Data extract Block Start

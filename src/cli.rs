// src/cli.rs
use anyhow::{Context, Result};
use clap::{Parser, Subcommand, ValueEnum};
use serde::Serialize;
use std::path::PathBuf;
use std::sync::Arc;

use crate::board::JobBoard;
use crate::catalog::Catalog;
use crate::core::{open_store, ConfigManager, ConfigOverrides, StoreBackend};
use crate::id_set::{IdSetStore, RECENTLY_VIEWED, SAVED_JOBS};
use crate::notify::LogNotifier;
use crate::render;
use crate::types::{JobId, JobSummary};

#[derive(Parser, Debug)]
#[command(name = "jobboard", version, about = "Browse, search and save job listings")]
pub struct Cli {
    #[arg(long, global = true, help = "Output machine-readable JSON")]
    pub json: bool,

    #[arg(long, global = true, help = "Directory holding the persisted lists")]
    pub data_dir: Option<PathBuf>,

    #[arg(long, global = true, help = "Storage backend: memory, file or sqlite")]
    pub backend: Option<StoreBackend>,

    #[arg(long, global = true, help = "Job catalog JSON file (defaults to the built-in list)")]
    pub catalog: Option<PathBuf>,

    #[command(subcommand)]
    pub command: Command,
}

#[derive(Subcommand, Debug)]
pub enum Command {
    /// Search jobs by title, company or skill
    Search { query: Option<String> },
    /// Home page: recently viewed, saved jobs and the job list
    Home {
        #[arg(long, short)]
        query: Option<String>,
    },
    /// Show a job and record it as recently viewed
    View { id: JobId },
    /// Save a job, or unsave it when already saved
    Save { id: JobId },
    /// List saved jobs
    Saved,
    /// List recently viewed jobs
    Recent,
    /// Forget a list
    Clear { list: ListName },
    /// List every job in the catalog
    Catalog,
}

#[derive(Clone, Copy, Debug, ValueEnum)]
pub enum ListName {
    Saved,
    Recent,
}

impl ListName {
    pub fn storage_key(self) -> &'static str {
        match self {
            ListName::Saved => SAVED_JOBS,
            ListName::Recent => RECENTLY_VIEWED,
        }
    }
}

impl Cli {
    pub fn overrides(&self) -> ConfigOverrides {
        ConfigOverrides {
            data_dir: self.data_dir.clone(),
            backend: self.backend,
            catalog: self.catalog.clone(),
        }
    }
}

pub async fn build_board(config: &ConfigManager) -> Result<JobBoard> {
    let catalog = Catalog::load(config.environment.catalog_path.as_deref())
        .context("Failed to load job catalog")?;
    let store = open_store(config).await?;
    Ok(JobBoard::new(
        catalog,
        IdSetStore::new(store),
        Arc::new(LogNotifier),
    ))
}

pub async fn handle_command(cli: Cli, config: &ConfigManager) -> Result<()> {
    let board = build_board(config).await?;
    let json = cli.json;

    match cli.command {
        Command::Search { query } => {
            let results = board.search(query.as_deref().unwrap_or("")).await;
            emit(json, &results, || render::search_results(&results))?;
        }

        Command::Home { query } => {
            let page = board.home(query.as_deref().unwrap_or("")).await;
            emit(json, &page, || render::home_page(&page))?;
        }

        Command::View { id } => {
            let card = board.view(id).await?;
            emit(json, &card, || render::job_card(&card))?;
        }

        Command::Save { id } => {
            let outcome = board.toggle_save(id).await?;
            emit(json, &outcome, || render::save_outcome(&outcome))?;
        }

        Command::Saved => {
            let jobs = board.saved().await;
            emit(json, &jobs, || list_or_empty("Saved Jobs", &jobs, "No saved jobs."))?;
        }

        Command::Recent => {
            let jobs = board.recent().await;
            emit(json, &jobs, || {
                list_or_empty("Recently Viewed", &jobs, "No recently viewed jobs.")
            })?;
        }

        Command::Clear { list } => {
            board.clear(list.storage_key()).await?;
            let cleared = serde_json::json!({ "cleared": list.storage_key() });
            emit(json, &cleared, || format!("Cleared {}", list.storage_key()))?;
        }

        Command::Catalog => {
            let jobs: Vec<JobSummary> = board.catalog().jobs().iter().map(JobSummary::from).collect();
            emit(json, &jobs, || render::summary_section("Catalog", &jobs))?;
        }
    }

    Ok(())
}

fn list_or_empty(heading: &str, jobs: &[JobSummary], empty: &str) -> String {
    if jobs.is_empty() {
        empty.to_string()
    } else {
        render::summary_section(heading, jobs)
    }
}

fn emit<T: Serialize>(json: bool, value: &T, text: impl FnOnce() -> String) -> Result<()> {
    if json {
        let out = serde_json::to_string_pretty(value).context("Failed to serialize output")?;
        println!("{}", out);
    } else {
        println!("{}", text().trim_end());
    }
    Ok(())
}

#[cfg(test)]
mod tests {
    use super::*;

    #[test]
    fn test_parse_global_flags_after_subcommand() {
        let cli = Cli::try_parse_from([
            "jobboard", "save", "2", "--backend", "sqlite", "--json", "--data-dir", "/tmp/jb",
        ])
        .unwrap();

        assert!(cli.json);
        assert!(matches!(cli.command, Command::Save { id: 2 }));
        let overrides = cli.overrides();
        assert_eq!(overrides.backend, Some(StoreBackend::Sqlite));
        assert_eq!(overrides.data_dir, Some(PathBuf::from("/tmp/jb")));
    }

    #[test]
    fn test_parse_search_without_query() {
        let cli = Cli::try_parse_from(["jobboard", "search"]).unwrap();
        assert!(matches!(cli.command, Command::Search { query: None }));
    }

    #[test]
    fn test_rejects_unknown_backend_and_list() {
        assert!(Cli::try_parse_from(["jobboard", "saved", "--backend", "redis"]).is_err());
        assert!(Cli::try_parse_from(["jobboard", "clear", "everything"]).is_err());
    }

    #[test]
    fn test_list_storage_keys() {
        assert_eq!(ListName::Saved.storage_key(), "savedJobs");
        assert_eq!(ListName::Recent.storage_key(), "recentlyViewed");
    }

    #[tokio::test]
    async fn test_build_board_with_file_backend_persists_saves() {
        let dir = tempfile::tempdir().unwrap();
        let config = ConfigManager::load_from("local", &dir.path().join("none.yaml"), dir.path())
            .unwrap();

        let board = build_board(&config).await.unwrap();
        assert!(board.toggle_save(1).await.unwrap().saved);

        let reopened = build_board(&config).await.unwrap();
        let saved: Vec<JobId> = reopened.saved().await.iter().map(|j| j.id).collect();
        assert_eq!(saved, vec![1]);
    }
}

Data extract Block End

→ **Task prompt**
Count how many lines in the data above hold the string "matches", and give the number with no other words.

→ **Task response**
2